French-Polish Helicopter Spat Takes Ominous Turn

Polish defense minister Antoni Macierewicz, flanked by Secretary of State for Defence Bartosz Kownacki and Undersecretary of State in the Ministry of Development Radoslaw Domagalski, during an Oct 8 press conference in Warsaw to explain the cancellation of talks with Airbus. (Polish MoD photo)

PARIS --- France on Friday canceled two top government visits to Poland due this week, as its spat with Poland over a canceled helicopter contract took an ominous diplomatic turn.

French defense minister Jean-Yves Le Drian was due to arrive in Warsaw on Monday for talks to salvage the deal, which Poland abruptly called off on Oct 04, but his trip was cancelled on Friday, after Paris received an official letter from Poland’s ministry of defense calling off the deal.

French President François Hollande was due to arrive in Warsaw on Thursday for bilateral consultations, but his office said Friday he would send Foreign Minister Jean-Marc Ayrault instead.

This diplomatic spat will be accompanied by an official challenge to Warsaw’s decision to unilaterally call off the contract talks after over a year of negotiations for the sale of 50 Airbus H225M Caracal helicopters worth over 3.5 billion euros, which France considers ill-considered and unfounded.

The right-wing Polish government, voted into power in November 2015, said even before taking office it would cancel its predecessor’s selection of Airbus for the helicopter contract, and “retrospectively, it seems clear that the Poles never intended to accept the outcome of the competition,” a French diplomatic source told AFP.

The day after France cancelled its visits, Poland on Saturday blamed French aeronautics group Airbus for the breakdown in talks. "I want to make it perfectly clear that it wasn't the Polish side who broke off the talks," Polish Defence Minister Antoni Macierewicz told reporters Saturday in Warsaw.

"Airbus Helicopters did not make a satisfactory offer in the last phase of talks. They didn't respond to the Polish position and this is why negotiations on the contract stopped," Macierewicz said, adding that "Unfortunately the two sides did not see eye to eye on the offset package." He declined to provide details.

Announcing the breakdown on Tuesday, Poland's development ministry said, "the differences in the negotiating positions of both sides preclude a compromise, so further negotiations are pointless."

Paris, on the other hand, insists Airbus had "gone very far in its offer", proposing an "unprecedented" offset worth 100 percent of the contract value, a source close to the talks told AFP.

The French government is particularly incensed by what it sees as Poland’s “stowaway” approach to Europe, taking in billions of euros in development aid while looking for an exclusive relationship with the United States in the field of weapons.

Consequently, Paris also announced Friday that it will review its military cooperation with Poland, which has included flying air police missions over its territory, deploying tanks and ground troops to demonstrate its support, and even cancelling the sale to Russia of two Mistral-class LHDs at the request of its Polish and Baltic allies.

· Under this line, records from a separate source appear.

use crate::core::{BatchError, Result, Row, RowReader};
use crate::listener::JobListener;
use crate::repository::JobRepository;
use crate::step::{Step, StepExecution};
use serde::Serialize;
use std::fmt;
use std::sync::Arc;
use tracing::{error, info, warn};

#[derive(Debug, Clone, Copy, PartialEq, Eq, Serialize)]
#[serde(rename_all = "SCREAMING_SNAKE_CASE")]
pub enum JobStatus {
    Started,
    Completed,
    Failed,
}

impl JobStatus {
    pub fn is_terminal(&self) -> bool {
        !matches!(self, JobStatus::Started)
    }
}

impl fmt::Display for JobStatus {
    fn fmt(&self, f: &mut fmt::Formatter<'_>) -> fmt::Result {
        let s = match self {
            JobStatus::Started => "STARTED",
            JobStatus::Completed => "COMPLETED",
            JobStatus::Failed => "FAILED",
        };
        f.write_str(s)
    }
}

/// One execution of a job.
#[derive(Debug, Clone, Serialize)]
pub struct JobRun {
    pub run_id: u64,
    pub job_name: String,
    pub status: JobStatus,
    pub steps: Vec<StepExecution>,
    pub exit_description: Option<String>,
    /// Rows read back from the target table after a successful run.
    pub read_back: Vec<Row>,
    #[serde(skip)]
    pub failure: Option<Arc<BatchError>>,
}

impl JobRun {
    fn started(run_id: u64, job_name: &str) -> Self {
        Self {
            run_id,
            job_name: job_name.to_string(),
            status: JobStatus::Started,
            steps: Vec::new(),
            exit_description: None,
            read_back: Vec::new(),
            failure: None,
        }
    }

    pub fn is_success(&self) -> bool {
        self.status == JobStatus::Completed
    }

    fn complete(&mut self) {
        debug_assert_eq!(self.status, JobStatus::Started);
        self.status = JobStatus::Completed;
    }

    fn fail(&mut self, error: BatchError) {
        debug_assert_eq!(self.status, JobStatus::Started);
        self.status = JobStatus::Failed;
        self.exit_description = Some(error.to_string());
        self.failure = Some(Arc::new(error));
    }
}

struct ReadBack {
    reader: Box<dyn RowReader>,
    table: String,
    columns: Vec<String>,
}

/// Steps run in order; the first failing step ends the run.
pub struct Job {
    name: String,
    steps: Vec<Box<dyn Step>>,
    listeners: Vec<Box<dyn JobListener>>,
    read_back: Option<ReadBack>,
}

impl Job {
    pub fn builder(name: impl Into<String>) -> JobBuilder {
        JobBuilder {
            name: name.into(),
            steps: Vec::new(),
            listeners: Vec::new(),
            read_back: None,
        }
    }

    pub fn add_listener(&mut self, listener: impl JobListener + 'static) {
        self.listeners.push(Box::new(listener));
    }
}

pub struct JobBuilder {
    name: String,
    steps: Vec<Box<dyn Step>>,
    listeners: Vec<Box<dyn JobListener>>,
    read_back: Option<ReadBack>,
}

impl JobBuilder {
    pub fn step(mut self, step: impl Step + 'static) -> Self {
        self.steps.push(Box::new(step));
        self
    }

    pub fn listener(mut self, listener: impl JobListener + 'static) -> Self {
        self.listeners.push(Box::new(listener));
        self
    }

    /// Rows of `table` to hand to listeners once the run completes.
    pub fn read_back(
        mut self,
        reader: Box<dyn RowReader>,
        table: impl Into<String>,
        columns: Vec<String>,
    ) -> Self {
        self.read_back = Some(ReadBack {
            reader,
            table: table.into(),
            columns,
        });
        self
    }

    pub fn build(self) -> Result<Job> {
        if self.steps.is_empty() {
            return Err(BatchError::Config(format!(
                "Job '{}' has no steps",
                self.name
            )));
        }

        Ok(Job {
            name: self.name,
            steps: self.steps,
            listeners: self.listeners,
            read_back: self.read_back,
        })
    }
}

pub struct JobLauncher {
    repository: Arc<dyn JobRepository>,
}

impl JobLauncher {
    pub fn new(repository: Arc<dyn JobRepository>) -> Self {
        Self { repository }
    }

    /// Runs the job under a fresh run id. Listeners hear `before_job` and
    /// `after_job` exactly once each; failures end up in the returned run.
    pub async fn launch(&self, job: &mut Job) -> JobRun {
        let run_id = self.repository.next_run_id(&job.name).await;
        let mut run = JobRun::started(run_id, &job.name);
        self.repository.update(&run).await;

        info!(run_id, job = %job.name, "Job started");
        for listener in &job.listeners {
            listener.before_job(&run).await;
        }

        for step in job.steps.iter_mut() {
            match step.execute().await {
                Ok(execution) => run.steps.push(execution),
                Err(e) => {
                    run.steps.push(step.execution().clone());
                    error!(run_id, job = %job.name, step = step.name(), error = %e, "Job failed");
                    run.fail(e);
                    break;
                }
            }
        }

        if !run.status.is_terminal() {
            run.complete();
            if let Some(read_back) = &job.read_back {
                match read_back
                    .reader
                    .read_rows(&read_back.table, &read_back.columns)
                    .await
                {
                    Ok(rows) => run.read_back = rows,
                    Err(e) => warn!(run_id, error = %e, "Could not read back written rows"),
                }
            }
            info!(run_id, job = %job.name, "Job completed");
        }

        self.repository.update(&run).await;
        for listener in &job.listeners {
            listener.after_job(&run).await;
        }

        run
    }
}
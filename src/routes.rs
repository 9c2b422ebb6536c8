use crate::{
    api::{employee, leave_request},
    config::Config,
    error::LeaveError,
};
use actix_governor::{
    Governor, GovernorConfig, GovernorConfigBuilder, PeerIpKeyExtractor,
    governor::middleware::NoOpMiddleware,
};
use actix_web::{Responder, error::JsonPayloadError, get, web};
use tracing::warn;

pub type RateLimit = GovernorConfig<PeerIpKeyExtractor, NoOpMiddleware>;

/// Per-peer-IP limiter shared by every API route.
pub fn build_limiter(requests_per_min: u32) -> anyhow::Result<RateLimit> {
    let per_ms = if requests_per_min == 0 {
        1
    } else {
        (60_000 / requests_per_min as u64).max(1)
    };

    GovernorConfigBuilder::default()
        .per_millisecond(per_ms)
        .burst_size(requests_per_min.max(1))
        .key_extractor(PeerIpKeyExtractor)
        .finish()
        .ok_or_else(|| anyhow::anyhow!("invalid rate limit: {requests_per_min} per minute"))
}

#[get("/")]
async fn index() -> impl Responder {
    "Hello! Your server is working."
}

pub fn configure(cfg: &mut web::ServiceConfig, config: &Config, limiter: &RateLimit) {
    cfg.service(index).service(
        web::scope(&config.api_prefix)
            .wrap(Governor::new(limiter))
            .configure(api_routes),
    );
}

/// Employee and leave routes, without middleware.
pub fn api_routes(cfg: &mut web::ServiceConfig) {
    cfg.app_data(web::JsonConfig::default().error_handler(|err, req| {
        warn!(error = %err, path = %req.path(), "Malformed request body");
        match err {
            JsonPayloadError::Deserialize(_) => LeaveError::validation("Invalid request body."),
            other => LeaveError::validation(other.to_string()),
        }
        .into()
    }))
    .app_data(web::QueryConfig::default().error_handler(|err, _req| {
        LeaveError::validation(err.to_string()).into()
    }))
    .service(
        web::scope("/employees")
            // /employees
            .service(
                web::resource("")
                    .route(web::post().to(employee::create_employee))
                    .route(web::get().to(employee::list_employees)),
            )
            // /employees/{id}
            .service(web::resource("/{id}").route(web::get().to(employee::get_employee)))
            // /employees/{id}/balance
            .service(web::resource("/{id}/balance").route(web::get().to(employee::get_balance))),
    )
    .service(
        web::scope("/leaves")
            // /leaves
            .service(web::resource("").route(web::get().to(leave_request::leave_list)))
            // /leaves/apply
            .service(web::resource("/apply").route(web::post().to(leave_request::apply_leave)))
            // /leaves/{id}
            .service(web::resource("/{id}").route(web::get().to(leave_request::get_leave)))
            // /leaves/{id}/status
            .service(
                web::resource("/{id}/status")
                    .route(web::put().to(leave_request::update_leave_status)),
            ),
    );
}

#[cfg(test)]
mod tests {
    use super::*;
    use crate::store::AppState;
    use actix_web::{App, http::StatusCode, middleware::NormalizePath, test};
    use serde_json::{Value, json};
    use std::net::SocketAddr;

    fn config(api_prefix: &str) -> Config {
        Config {
            server_addr: "127.0.0.1:0".to_string(),
            log_dir: "logs".to_string(),
            annual_leave_allowance: 20,
            rate_per_min: 1000,
            api_prefix: api_prefix.to_string(),
        }
    }

    fn peer() -> SocketAddr {
        "10.0.0.7:40000".parse().unwrap()
    }

    macro_rules! served_app {
        ($config:expr, $limiter:expr) => {
            test::init_service(
                App::new()
                    .wrap(NormalizePath::trim())
                    .app_data(web::Data::new(AppState::new($config.annual_leave_allowance)))
                    .configure(|cfg| configure(cfg, &$config, &$limiter)),
            )
            .await
        };
    }

    fn register_req(uri: &str) -> test::TestRequest {
        test::TestRequest::post()
            .uri(uri)
            .peer_addr(peer())
            .set_json(json!({
                "name": "Ann",
                "email": "ann@corp.io",
                "department": "Ops",
                "joiningDate": "2025-01-01"
            }))
    }

    #[actix_web::test]
    async fn served_app_answers_health_and_trailing_slash() {
        let config = config("");
        let limiter = build_limiter(config.rate_per_min).unwrap();
        let app = served_app!(config, limiter);

        let req = test::TestRequest::get().uri("/").peer_addr(peer()).to_request();
        let body = test::call_and_read_body(&app, req).await;
        assert_eq!(body, "Hello! Your server is working.");

        let resp = test::call_service(&app, register_req("/employees/").to_request()).await;
        assert_eq!(resp.status(), StatusCode::OK);

        let req = test::TestRequest::get()
            .uri("/employees/1/balance/")
            .peer_addr(peer())
            .to_request();
        let body: Value = test::call_and_read_body_json(&app, req).await;
        assert_eq!(body, json!({ "employeeId": 1, "leaveBalance": 20 }));

        let req = test::TestRequest::get()
            .uri("/employees/abc/balance")
            .peer_addr(peer())
            .to_request();
        let resp = test::call_service(&app, req).await;
        assert_eq!(resp.status(), StatusCode::NOT_FOUND);
    }

    #[actix_web::test]
    async fn api_prefix_moves_routes_but_not_health() {
        let config = config("/api/v1");
        let limiter = build_limiter(config.rate_per_min).unwrap();
        let app = served_app!(config, limiter);

        let resp = test::call_service(&app, register_req("/api/v1/employees").to_request()).await;
        assert_eq!(resp.status(), StatusCode::OK);

        let resp = test::call_service(&app, register_req("/employees").to_request()).await;
        assert_eq!(resp.status(), StatusCode::NOT_FOUND);

        let req = test::TestRequest::get().uri("/").peer_addr(peer()).to_request();
        let resp = test::call_service(&app, req).await;
        assert_eq!(resp.status(), StatusCode::OK);
    }

    #[actix_web::test]
    async fn wrong_typed_field_gets_stable_message() {
        let app = test::init_service(
            App::new()
                .app_data(web::Data::new(AppState::new(20)))
                .configure(api_routes),
        )
        .await;

        let req = test::TestRequest::post()
            .uri("/leaves/apply")
            .set_json(json!({
                "employeeId": "1",
                "startDate": "2025-03-03",
                "endDate": "2025-03-03"
            }))
            .to_request();
        let resp = test::call_service(&app, req).await;
        assert_eq!(resp.status(), StatusCode::BAD_REQUEST);
        let body: Value = test::read_body_json(resp).await;
        assert_eq!(body, json!({ "error": "Invalid request body." }));
    }

    #[::core::prelude::v1::test]
    fn limiter_accepts_zero_and_large_rates() {
        assert!(build_limiter(0).is_ok());
        assert!(build_limiter(30).is_ok());
        assert!(build_limiter(120_000).is_ok());
    }
}
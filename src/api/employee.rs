use crate::{
    error::LeaveError,
    model::employee::Employee,
    store::AppState,
};
use actix_web::{HttpResponse, Responder, web};
use serde::Deserialize;
use tracing::{info, warn};
use utoipa::ToSchema;

/// Registration payload. Every field is optional on the wire so a missing
/// field is reported the same way as an empty one.
#[derive(Deserialize, ToSchema)]
#[serde(rename_all = "camelCase")]
pub struct CreateEmployee {
    #[schema(example = "John Doe", value_type = String)]
    pub name: Option<String>,
    #[schema(example = "john@email.com", format = "email", value_type = String)]
    pub email: Option<String>,
    #[schema(example = "Engineering", value_type = String)]
    pub department: Option<String>,
    #[schema(example = "2026-01-01", format = "date", value_type = String)]
    pub joining_date: Option<String>,
}

/// Create Employee
#[utoipa::path(
    post,
    path = "/employees",
    request_body = CreateEmployee,
    responses(
        (status = 200, description = "Employee registered", body = Employee),
        (status = 400, description = "Missing field, duplicate email or bad date", body = Object, example = json!({
            "error": "Email already exists."
        }))
    ),
    tag = "Employee"
)]
pub async fn create_employee(
    state: web::Data<AppState>,
    payload: web::Json<CreateEmployee>,
) -> Result<impl Responder, LeaveError> {
    let payload = payload.into_inner();

    let result = state.write()?.registry.register(
        payload.name.as_deref().unwrap_or_default(),
        payload.email.as_deref().unwrap_or_default(),
        payload.department.as_deref().unwrap_or_default(),
        payload.joining_date.as_deref().unwrap_or_default(),
    );

    match result {
        Ok(employee) => {
            info!(employee_id = employee.id, "Employee registered");
            Ok(HttpResponse::Ok().json(employee))
        }
        Err(e) => {
            warn!(error = %e, "Employee registration rejected");
            Err(e)
        }
    }
}

/// List Employees
#[utoipa::path(
    get,
    path = "/employees",
    responses(
        (status = 200, description = "All registered employees", body = [Employee])
    ),
    tag = "Employee"
)]
pub async fn list_employees(state: web::Data<AppState>) -> Result<impl Responder, LeaveError> {
    let store = state.read()?;
    let employees: Vec<&Employee> = store.registry.list().collect();

    Ok(HttpResponse::Ok().json(employees))
}

/// Get Employee by ID
#[utoipa::path(
    get,
    path = "/employees/{employee_id}",
    params(
        ("employee_id" = u64, Path, description = "Employee ID")
    ),
    responses(
        (status = 200, description = "Employee found", body = Employee),
        (status = 404, description = "Employee not found", body = Object, example = json!({
            "error": "Employee not found."
        }))
    ),
    tag = "Employee"
)]
pub async fn get_employee(
    state: web::Data<AppState>,
    path: web::Path<u64>,
) -> Result<impl Responder, LeaveError> {
    let employee_id = path.into_inner();
    let store = state.read()?;

    match store.registry.find(employee_id) {
        Some(emp) => Ok(HttpResponse::Ok().json(emp)),
        None => Err(LeaveError::not_found("Employee not found.")),
    }
}

/// Get current leave balance
#[utoipa::path(
    get,
    path = "/employees/{employee_id}/balance",
    params(
        ("employee_id" = u64, Path, description = "Employee ID")
    ),
    responses(
        (status = 200, description = "Allowance minus approved leave days", body = Balance),
        (status = 404, description = "Employee not found", body = Object, example = json!({
            "error": "Employee not found."
        }))
    ),
    tag = "Employee"
)]
pub async fn get_balance(
    state: web::Data<AppState>,
    path: web::Path<u64>,
) -> Result<impl Responder, LeaveError> {
    let employee_id = path.into_inner();
    let store = state.read()?;

    let balance = store.ledger.balance_of(&store.registry, employee_id)?;
    Ok(HttpResponse::Ok().json(balance))
}
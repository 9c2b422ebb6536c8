use crate::api::employee::CreateEmployee;
use crate::api::leave_request::{ApplyLeave, LeaveFilter, LeaveListResponse, UpdateLeaveStatus};
use crate::model::employee::Employee;
use crate::model::leave_request::{LeaveRequest, LeaveStatus};
use crate::store::ledger::{Balance, Decision};
use utoipa::OpenApi;

#[derive(OpenApi)]
#[openapi(
    info(
        title = "Leave Ledger API",
        version = "1.0.0",
        description = r#"
## Employee Leave Management

Registers employees, accepts leave requests and tracks each employee's
remaining annual allowance.

### 🔹 Key Features
- **Employees**
  - Register, list and view employees
  - Read the live leave balance (allowance minus approved days)
- **Leave**
  - Apply for a date range, checked for overlap and balance
  - Approve or reject pending requests (one decision per request)
  - List and filter requests

### 📦 Response Format
- JSON, camelCase fields
- Errors are `{"error": "..."}`
- Dates are `YYYY-MM-DD`

---
Built with **Rust**, **Actix Web** and **Utoipa**.
"#,
    ),
    paths(
        crate::api::employee::create_employee,
        crate::api::employee::list_employees,
        crate::api::employee::get_employee,
        crate::api::employee::get_balance,

        crate::api::leave_request::apply_leave,
        crate::api::leave_request::update_leave_status,
        crate::api::leave_request::get_leave,
        crate::api::leave_request::leave_list
    ),
    components(
        schemas(
            Employee,
            CreateEmployee,
            Balance,
            LeaveRequest,
            LeaveStatus,
            ApplyLeave,
            UpdateLeaveStatus,
            Decision,
            LeaveFilter,
            LeaveListResponse
        )
    ),
    tags(
        (name = "Employee", description = "Employee registry APIs"),
        (name = "Leave", description = "Leave request APIs"),
    )
)]
pub struct ApiDoc;
use chrono::NaiveDate;
use serde::{Deserialize, Serialize};
use utoipa::ToSchema;

#[derive(Debug, Clone, PartialEq, Serialize, Deserialize, ToSchema)]
#[serde(rename_all = "camelCase")]
#[schema(
    example = json!({
        "id": 1,
        "name": "John Doe",
        "email": "john.doe@company.com",
        "department": "Engineering",
        "joiningDate": "2024-01-01",
        "leaveBalance": 20
    })
)]
pub struct Employee {
    #[schema(example = 1)]
    pub id: u64,

    #[schema(example = "John Doe")]
    pub name: String,

    #[schema(example = "john.doe@company.com")]
    pub email: String,

    #[schema(example = "Engineering")]
    pub department: String,

    #[schema(
        example = "2024-01-01",
        value_type = String,
        format = "date"
    )]
    pub joining_date: NaiveDate,

    /// Allowance granted at registration. Not updated afterwards; the live
    /// figure comes from `GET /employees/{id}/balance`.
    #[schema(example = 20)]
    pub leave_balance: i64,
}
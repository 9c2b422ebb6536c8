use chrono::{DateTime, NaiveDate, NaiveDateTime};

/// Parse a wire date into a calendar date.
///
/// Accepts `YYYY-MM-DD`, `YYYY-MM-DDTHH:MM:SS` and full RFC 3339 timestamps.
/// Any time-of-day component is dropped so day arithmetic stays exact.
pub fn parse_date(value: &str) -> Option<NaiveDate> {
    let value = value.trim();

    if let Ok(d) = NaiveDate::parse_from_str(value, "%Y-%m-%d") {
        return Some(d);
    }
    if let Ok(dt) = NaiveDateTime::parse_from_str(value, "%Y-%m-%dT%H:%M:%S") {
        return Some(dt.date());
    }
    DateTime::parse_from_rfc3339(value)
        .ok()
        .map(|dt| dt.date_naive())
}

/// Inclusive number of calendar days in `[start, end]`.
#[inline]
pub fn day_count(start: NaiveDate, end: NaiveDate) -> i64 {
    (end - start).num_days() + 1
}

Grotesque negotiating stance

Poland’s right-wing government engaged in “grotesque negotiations,” contesting each French proposal “until the very last minute,” even when these were extremely favorable to Poland, for example when the offset rate was increased to 100% of the contract’s deal.

Airbus group will also new review its plans for Poland, which included doubling the size of its R&D center in Lodz and setting up a manufacturing hub for the Airbus airliner range.

The package offered by Airbus included a final assembly line for the helicopters and their Safran Helicopter Engines in Lodz, creating about 1,250 direct and 2,000 indirect jobs throughout Poland.

Airbus also committed to technology transfer and to the transfer of some intellectual property rights that would have allow Poland to upgrade and modify its own Caracals, and to produce parts for the entire program, as well as the right to assemble export Caracals sold to selected countries.

Finally, Airbus Group had promised to triple the size to its R&D site in Poland.

French officials have come to believe, like many Polish opposition politicians, that the ruling party had already decided, for its own ends, to pull out of the Caracal contract and to simply let the offset negotiations drag on until it was politically expedient to pull the plug.